Saved entries:
"""

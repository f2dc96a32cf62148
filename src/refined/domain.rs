//! Static domains and the conversion lattice between refinements
//!
//! Every numeric and size refinement describes, as an associated constant,
//! the set of values it admits: an [`Interval`] for numeric predicates and a
//! [`CountRange`] for size predicates. A refined value can be re-labelled
//! with a weaker predicate exactly when the source domain is contained in the
//! target domain, and that containment is decided by const evaluation:
//!
//! ```rust
//! use flagged::refined::{Refined, FlooredInclusive, NonZero, Positive};
//!
//! let floor = Refined::<i32, FlooredInclusive<1>>::new(7).unwrap();
//! let positive: Refined<i32, Positive> = floor.weaken();
//! let non_zero: Refined<i32, NonZero> = positive.weaken();
//! assert_eq!(*non_zero.get(), 7);
//! ```
//!
//! A floor of zero does not exclude zero, so this does not compile:
//!
//! ```rust,compile_fail
//! use flagged::refined::{Refined, FlooredInclusive, NonZero};
//!
//! let floor = Refined::<i32, FlooredInclusive<0>>::new(7).unwrap();
//! let non_zero: Refined<i32, NonZero> = floor.weaken();
//! ```
//!
//! An inclusive ceiling admits the bound itself, so it never fits an
//! exclusive ceiling at the same bound:
//!
//! ```rust,compile_fail
//! use flagged::refined::{Refined, CeiledExclusive, CeiledInclusive};
//!
//! let at_most = Refined::<i32, CeiledInclusive<5>>::new(5).unwrap();
//! let below: Refined<i32, CeiledExclusive<5>> = at_most.weaken();
//! ```
//!
//! An exact size is not larger than itself:
//!
//! ```rust,compile_fail
//! use flagged::refined::{Refined, FixedSized, MoreThan};
//!
//! let pair = Refined::<Vec<u8>, FixedSized<2>>::new(vec![1, 2]).unwrap();
//! let larger: Refined<Vec<u8>, MoreThan<2>> = pair.weaken();
//! ```
//!
//! Numeric and size domains never imply one another, even for a type that is
//! both a number and a collection:
//!
//! ```rust,compile_fail
//! use std::cmp::Ordering;
//! use flagged::refined::{ElementCount, NonEmpty, Numeric, Positive, Refined};
//!
//! #[derive(Debug)]
//! struct Crates(usize);
//!
//! impl Numeric for Crates {
//!     fn compare_to(&self, bound: i64) -> Option<Ordering> {
//!         self.0.compare_to(bound)
//!     }
//! }
//!
//! impl ElementCount for Crates {
//!     fn element_count(&self) -> usize {
//!         self.0
//!     }
//! }
//!
//! let stock = Refined::<Crates, Positive>::new(Crates(3)).unwrap();
//! let nope: Refined<Crates, NonEmpty> = stock.weaken();
//! ```
//!
//! The rules only compare bounds, never the step between representable
//! values, so they hold for floats as well as integers.

use std::fmt;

"""

Write every record out again exactly.

repository f2dc96a32cf62148
filename src/refined/domain.rs
//! Static domains and the conversion lattice between refinements
//!
//! Every numeric and size refinement describes, as an associated constant,
//! the set of values it admits: an [`Interval`] for numeric predicates and a
//! [`CountRange`] for size predicates. A refined value can be re-labelled
//! with a weaker predicate exactly when the source domain is contained in the
//! target domain, and that containment is decided by const evaluation:
//!
//! ```rust
//! use flagged::refined::{Refined, FlooredInclusive, NonZero, Positive};
//!
//! let floor = Refined::<i32, FlooredInclusive<1>>::new(7).unwrap();
//! let positive: Refined<i32, Positive> = floor.weaken();
//! let non_zero: Refined<i32, NonZero> = positive.weaken();
//! assert_eq!(*non_zero.get(), 7);
//! ```
//!
//! A floor of zero does not exclude zero, so this does not compile:
//!
//! ```rust,compile_fail
//! use flagged::refined::{Refined, FlooredInclusive, NonZero};
//!
//! let floor = Refined::<i32, FlooredInclusive<0>>::new(7).unwrap();
//! let non_zero: Refined<i32, NonZero> = floor.weaken();
//! ```
//!
//! An inclusive ceiling admits the bound itself, so it never fits an
//! exclusive ceiling at the same bound:
//!
//! ```rust,compile_fail
//! use flagged::refined::{Refined, CeiledExclusive, CeiledInclusive};
//!
//! let at_most = Refined::<i32, CeiledInclusive<5>>::new(5).unwrap();
//! let below: Refined<i32, CeiledExclusive<5>> = at_most.weaken();
//! ```
//!
//! An exact size is not larger than itself:
//!
//! ```rust,compile_fail
//! use flagged::refined::{Refined, FixedSized, MoreThan};
//!
//! let pair = Refined::<Vec<u8>, FixedSized<2>>::new(vec![1, 2]).unwrap();
//! let larger: Refined<Vec<u8>, MoreThan<2>> = pair.weaken();
//! ```
//!
//! Numeric and size domains never imply one another, even for a type that is
//! both a number and a collection:
//!
//! ```rust,compile_fail
//! use std::cmp::Ordering;
//! use flagged::refined::{ElementCount, NonEmpty, Numeric, Positive, Refined};
//!
//! #[derive(Debug)]
//! struct Crates(usize);
//!
//! impl Numeric for Crates {
//!     fn compare_to(&self, bound: i64) -> Option<Ordering> {
//!         self.0.compare_to(bound)
//!     }
//! }
//!
//! impl ElementCount for Crates {
//!     fn element_count(&self) -> usize {
//!         self.0
//!     }
//! }
//!
//! let stock = Refined::<Crates, Positive>::new(Crates(3)).unwrap();
//! let nope: Refined<Crates, NonEmpty> = stock.weaken();
//! ```
//!
//! The rules only compare bounds, never the step between representable
//! values, so they hold for floats as well as integers.

use std::fmt;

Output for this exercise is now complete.